Loss of Hepatocyte-Nuclear-Factor-4α Affects Colonic Ion Transport and Causes Chronic Inflammation Resembling Inflammatory Bowel Disease in Mice

Background Hnf4α, an epithelial specific transcriptional regulator, is decreased in inflammatory bowel disease and protects against chemically-induced colitis in mice. However, the precise role of this factor in maintaining normal inflammatory homeostasis of the intestine remains unclear. The aim of this study was to evaluate the sole role of epithelial Hnf4α in the maintenance of gut inflammatory homeostasis in mice.

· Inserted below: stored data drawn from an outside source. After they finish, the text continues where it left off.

pub mod amount;
pub mod constants;
pub mod error;
pub mod indexer;
pub mod math;
pub mod optimization;
pub mod paths;
pub mod pool;
pub mod pools;
pub mod router;
pub mod token_graph;
pub mod types;
pub use anyhow::{Context, Result};
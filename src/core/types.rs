use super::amount::TokenAmount;
use super::constants::ONE;
use num_bigint::BigUint;
use num_traits::Zero;
use serde::{Deserialize, Serialize};
use std::collections::HashMap;
use std::fmt;

pub type PoolMap = HashMap<String, Pool>;

#[derive(Clone, Debug, PartialEq, Eq, Hash, Serialize, Deserialize)]
pub struct Token {
    pub address: String,
    pub decimals: u8,
    #[serde(default, skip_serializing_if = "Option::is_none")]
    pub symbol: Option<String>,
}

impl Token {
    pub fn new(address: &str, decimals: u8) -> Self {
        Self {
            address: address.to_lowercase(),
            decimals,
            symbol: None,
        }
    }

    pub fn with_symbol(mut self, symbol: &str) -> Self {
        self.symbol = Some(symbol.to_string());
        self
    }

    pub fn is(&self, address: &str) -> bool {
        self.address.eq_ignore_ascii_case(address)
    }
}

/// Independent liquidity universe. Pools of different versions never share a
/// path.
#[derive(Clone, Copy, Debug, PartialEq, Eq, Hash, PartialOrd, Ord, Serialize, Deserialize)]
#[serde(try_from = "u8", into = "u8")]
pub enum ProtocolVersion {
    V2,
    V3,
}

impl TryFrom<u8> for ProtocolVersion {
    type Error = String;

    fn try_from(value: u8) -> Result<Self, Self::Error> {
        match value {
            2 => Ok(ProtocolVersion::V2),
            3 => Ok(ProtocolVersion::V3),
            other => Err(format!("{}", other)),
        }
    }
}

impl From<ProtocolVersion> for u8 {
    fn from(value: ProtocolVersion) -> Self {
        match value {
            ProtocolVersion::V2 => 2,
            ProtocolVersion::V3 => 3,
        }
    }
}

impl fmt::Display for ProtocolVersion {
    fn fmt(&self, f: &mut fmt::Formatter<'_>) -> fmt::Result {
        write!(f, "v{}", u8::from(*self))
    }
}

#[derive(Clone, Copy, Debug, PartialEq, Eq, Hash, Serialize, Deserialize)]
pub enum SwapKind {
    GivenIn,
    GivenOut,
}

#[derive(Clone, Debug, PartialEq, Serialize, Deserialize)]
#[serde(rename_all = "camelCase")]
pub struct PoolToken {
    #[serde(flatten)]
    pub token: Token,
    // Raw balance in the token's native decimals
    #[serde(with = "decimal_string")]
    pub balance: BigUint,
    // 18 decimal rate applied on top of decimal scaling
    #[serde(with = "decimal_string", default = "ONE")]
    pub rate: BigUint,
}

impl PoolToken {
    pub fn new(token: Token, balance: BigUint) -> Self {
        Self {
            token,
            balance,
            rate: ONE(),
        }
    }

    pub fn with_rate(mut self, rate: BigUint) -> Self {
        self.rate = rate;
        self
    }
}

/// Invariant family of a pool together with its parameters.
#[derive(Clone, Debug, PartialEq, Serialize, Deserialize)]
#[serde(tag = "type", rename_all = "camelCase")]
pub enum PoolType {
    #[serde(rename_all = "camelCase")]
    Weighted {
        #[serde(with = "decimal_string_vec")]
        weights: Vec<BigUint>,
    },
    #[serde(rename_all = "camelCase")]
    Stable {
        // Amplification parameter without AMP_PRECISION applied
        #[serde(with = "decimal_string")]
        amp: BigUint,
    },
    /// ERC4626 buffer: tokens are `[wrapped, underlying]`, the wrapped token
    /// rate converts shares into assets.
    Buffer,
    #[serde(rename_all = "camelCase")]
    Gyro2Clp {
        #[serde(with = "decimal_string")]
        sqrt_alpha: BigUint,
        #[serde(with = "decimal_string")]
        sqrt_beta: BigUint,
    },
    #[serde(rename_all = "camelCase")]
    GyroEclp {
        #[serde(with = "decimal_string")]
        alpha: BigUint,
        #[serde(with = "decimal_string")]
        beta: BigUint,
        #[serde(with = "decimal_string")]
        c: BigUint,
        #[serde(with = "decimal_string")]
        s: BigUint,
        #[serde(with = "decimal_string")]
        lambda: BigUint,
    },
    #[serde(rename_all = "camelCase")]
    QuantAmm {
        #[serde(with = "decimal_string_vec")]
        weights: Vec<BigUint>,
        // Signed per-second weight drift, 18 decimals
        multipliers: Vec<i128>,
        last_update_time: u64,
        last_interpolation_time: u64,
        // Block time the snapshot was taken at
        timestamp: u64,
    },
}

impl PoolType {
    pub fn name(&self) -> &'static str {
        match self {
            PoolType::Weighted { .. } => "weighted",
            PoolType::Stable { .. } => "stable",
            PoolType::Buffer => "buffer",
            PoolType::Gyro2Clp { .. } => "gyro2Clp",
            PoolType::GyroEclp { .. } => "gyroEclp",
            PoolType::QuantAmm { .. } => "quantAmm",
        }
    }
}

#[derive(Clone, Debug, PartialEq, Serialize, Deserialize)]
#[serde(rename_all = "camelCase")]
pub struct Pool {
    pub id: String,
    pub address: String,
    pub protocol_version: ProtocolVersion,
    pub pool_type: PoolType,
    pub tokens: Vec<PoolToken>,
    // 18 decimal fraction
    #[serde(with = "decimal_string")]
    pub swap_fee: BigUint,
}

/// One swap through a single pool.
#[derive(Clone, Debug, PartialEq, Eq, Hash, Serialize, Deserialize)]
pub struct Hop {
    pub pool_id: String,
    pub token_in: String,
    pub token_out: String,
    pub boosted: bool,
}

#[derive(Clone, Debug, PartialEq, Eq, Hash)]
pub struct TradePath {
    pub hops: Vec<Hop>, // [A->B, B->C] for path A->B->C
}

/// A path priced for one amount. `hop_amounts` holds the (in, out) pair of
/// every hop in path order.
#[derive(Clone, Debug, PartialEq)]
pub struct PathWithAmount {
    pub path: TradePath,
    pub hop_amounts: Vec<(TokenAmount, TokenAmount)>,
    pub input_amount: TokenAmount,
    pub output_amount: TokenAmount,
}

impl PathWithAmount {
    /// The side of the trade the caller fixed.
    pub fn given_amount(&self, kind: SwapKind) -> &TokenAmount {
        match kind {
            SwapKind::GivenIn => &self.input_amount,
            SwapKind::GivenOut => &self.output_amount,
        }
    }

    /// The side of the trade the router computed.
    pub fn return_amount(&self, kind: SwapKind) -> &TokenAmount {
        match kind {
            SwapKind::GivenIn => &self.output_amount,
            SwapKind::GivenOut => &self.input_amount,
        }
    }
}

/// Best route found inside one universe.
#[derive(Clone, Debug, PartialEq)]
pub struct SwapRoute {
    pub swap_kind: SwapKind,
    pub paths: Vec<PathWithAmount>,
    pub swap_amount: BigUint,
    pub return_amount: BigUint,
    // 18 decimal fraction, zero when the route beats its own spot rate
    pub price_impact: BigUint,
}

impl SwapRoute {
    /// GivenIn prefers more output, GivenOut prefers less input. A zero
    /// return never wins.
    pub fn is_better_than(&self, other: &SwapRoute) -> bool {
        if self.return_amount.is_zero() {
            return false;
        }
        if other.return_amount.is_zero() {
            return true;
        }
        match self.swap_kind {
            SwapKind::GivenIn => self.return_amount > other.return_amount,
            SwapKind::GivenOut => self.return_amount < other.return_amount,
        }
    }
}

/// Router input: a request against an explicit pool snapshot.
#[derive(Clone, Debug)]
pub struct RouteRequest {
    pub token_in: String,
    pub token_out: String,
    pub swap_kind: SwapKind,
    // Raw amount of token in (GivenIn) or token out (GivenOut)
    pub amount: BigUint,
    // None searches every supported universe
    pub universe: Option<ProtocolVersion>,
    pub pools: Vec<Pool>,
    pub traversal: GraphTraversalConfig,
}

#[derive(Clone, Debug, PartialEq, Serialize)]
#[serde(rename_all = "camelCase")]
pub struct RoutePath {
    pub pools: Vec<String>,
    pub tokens: Vec<String>,
    #[serde(with = "decimal_string_pairs")]
    pub hop_amounts: Vec<(BigUint, BigUint)>,
    #[serde(with = "decimal_string")]
    pub input_amount: BigUint,
    #[serde(with = "decimal_string")]
    pub output_amount: BigUint,
    // Fraction of the swap amount routed through this path
    pub share: f64,
}

#[derive(Clone, Debug, PartialEq, Serialize)]
#[serde(rename_all = "camelCase")]
pub struct RouteResponse {
    pub chosen_universe: Option<ProtocolVersion>,
    pub swap_kind: SwapKind,
    pub token_in: String,
    pub token_out: String,
    #[serde(with = "decimal_string")]
    pub swap_amount: BigUint,
    #[serde(with = "decimal_string")]
    pub return_amount: BigUint,
    pub paths: Vec<RoutePath>,
    pub price_impact: f64,
}

#[derive(Debug)]
pub struct Graph {
    pub edges: HashMap<String, Vec<Hop>>,
}

#[derive(Clone, Debug, PartialEq, Eq, Serialize, Deserialize)]
#[serde(rename_all = "camelCase", default)]
pub struct GraphTraversalConfig {
    // Hops through ordinary pools
    pub max_depth: usize,
    // Hops through buffer (boosted) pools
    pub max_boosted_depth: usize,
    // Paths a trade may be split across
    pub max_paths: usize,
}

impl Default for GraphTraversalConfig {
    fn default() -> Self {
        Self {
            max_depth: 3,
            max_boosted_depth: 2,
            max_paths: 4,
        }
    }
}

pub mod decimal_string {
    use num_bigint::BigUint;
    use serde::{de, Deserialize, Deserializer, Serializer};
    use std::str::FromStr;

    pub fn serialize<S: Serializer>(value: &BigUint, serializer: S) -> Result<S::Ok, S::Error> {
        serializer.serialize_str(&value.to_string())
    }

    pub fn deserialize<'de, D: Deserializer<'de>>(deserializer: D) -> Result<BigUint, D::Error> {
        let value = String::deserialize(deserializer)?;
        BigUint::from_str(value.trim()).map_err(de::Error::custom)
    }
}

pub mod decimal_string_pairs {
    use num_bigint::BigUint;
    use serde::{ser::SerializeSeq, Serializer};

    pub fn serialize<S: Serializer>(
        values: &[(BigUint, BigUint)],
        serializer: S,
    ) -> Result<S::Ok, S::Error> {
        let mut seq = serializer.serialize_seq(Some(values.len()))?;
        for (amount_in, amount_out) in values {
            seq.serialize_element(&(amount_in.to_string(), amount_out.to_string()))?;
        }
        seq.end()
    }
}

pub mod decimal_string_vec {
    use num_bigint::BigUint;
    use serde::{de, ser::SerializeSeq, Deserialize, Deserializer, Serializer};
    use std::str::FromStr;

    pub fn serialize<S: Serializer>(values: &[BigUint], serializer: S) -> Result<S::Ok, S::Error> {
        let mut seq = serializer.serialize_seq(Some(values.len()))?;
        for value in values {
            seq.serialize_element(&value.to_string())?;
        }
        seq.end()
    }

    pub fn deserialize<'de, D: Deserializer<'de>>(
        deserializer: D,
    ) -> Result<Vec<BigUint>, D::Error> {
        let values = Vec::<String>::deserialize(deserializer)?;
        values
            .iter()
            .map(|v| BigUint::from_str(v.trim()).map_err(de::Error::custom))
            .collect()
    }
}
use thiserror::Error;

/// Arithmetic failures inside fixed-point and invariant math.
#[derive(Error, Debug, Clone, PartialEq, Eq)]
pub enum MathError {
    #[error("division by zero")]
    DivisionByZero,
    #[error("subtraction underflow")]
    Underflow,
    #[error("amounts of different tokens: {0} and {1}")]
    TokenMismatch(String, String),
    #[error("token decimals {0} exceed 18")]
    UnsupportedDecimals(u8),
    #[error("value outside of function domain: {0}")]
    Domain(&'static str),
    #[error("iteration did not converge: {0}")]
    NoConvergence(&'static str),
}

/// A single pool refused to quote a hop. The path containing the hop is
/// dropped, the request carries on.
#[derive(Error, Debug, Clone, PartialEq, Eq)]
pub enum QuoteError {
    #[error("token {token} is not in pool {pool}")]
    TokenNotInPool { pool: String, token: String },
    #[error("token in and token out are the same")]
    SameToken,
    #[error("trade exceeds the maximum in ratio of pool {0}")]
    MaxInRatio(String),
    #[error("trade exceeds the maximum out ratio of pool {0}")]
    MaxOutRatio(String),
    #[error("pool {0} does not hold enough liquidity")]
    InsufficientLiquidity(String),
    #[error("trade moves pool {0} outside its price range")]
    PriceRange(String),
    #[error("invalid parameters for pool {0}: {1}")]
    InvalidPool(String, &'static str),
    #[error("pool {0} not present in snapshot")]
    UnknownPool(String),
    #[error(transparent)]
    Math(#[from] MathError),
}

/// Caller errors, surfaced before any graph work.
#[derive(Error, Debug, Clone, PartialEq, Eq)]
pub enum RouterError {
    #[error("token address cannot be empty")]
    EmptyToken,
    #[error("token in and token out are identical: {0}")]
    IdenticalTokens(String),
    #[error("swap amount must be positive")]
    NonPositiveAmount,
    #[error("invalid swap amount: {0}")]
    InvalidAmount(String),
    #[error("unsupported protocol version: {0}")]
    UnsupportedUniverse(String),
}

Methodology/Principal Findings We show here that specific epithelial deletion of Hnf4α in mice causes spontaneous chronic intestinal inflammation leading to focal areas of crypt dropout, increased cytokines and chemokines secretion, immune cell infiltrates and crypt hyperplasia. A gene profiling analysis in diseased Hnf4α null colon confirms profound genetic changes in cell death and proliferative behaviour related to cancer. Among the genes involved in the immune protection through epithelial barrier function, we identify the ion transporter claudin-15 to be down-modulated early in the colon of Hnf4α mutants. This coincides with a significant decrease of mucosal ion transport but not of barrier permeability in young animals prior to the manifestation of the disease. We confirm that claudin-15 is a direct Hnf4α gene target in the intestinal epithelial context and is down-modulated in mouse experimental colitis and inflammatory bowel disease. Conclusion Our results highlight the critical role of Hnf4α to maintain intestinal inflammatory homeostasis during mouse adult life and uncover a novel function for Hnf4α in the regulation of claudin-15 expression. This establishes Hnf4α as a mediator of ion epithelial transport, an important process for the maintenance of gut inflammatory homeostasis.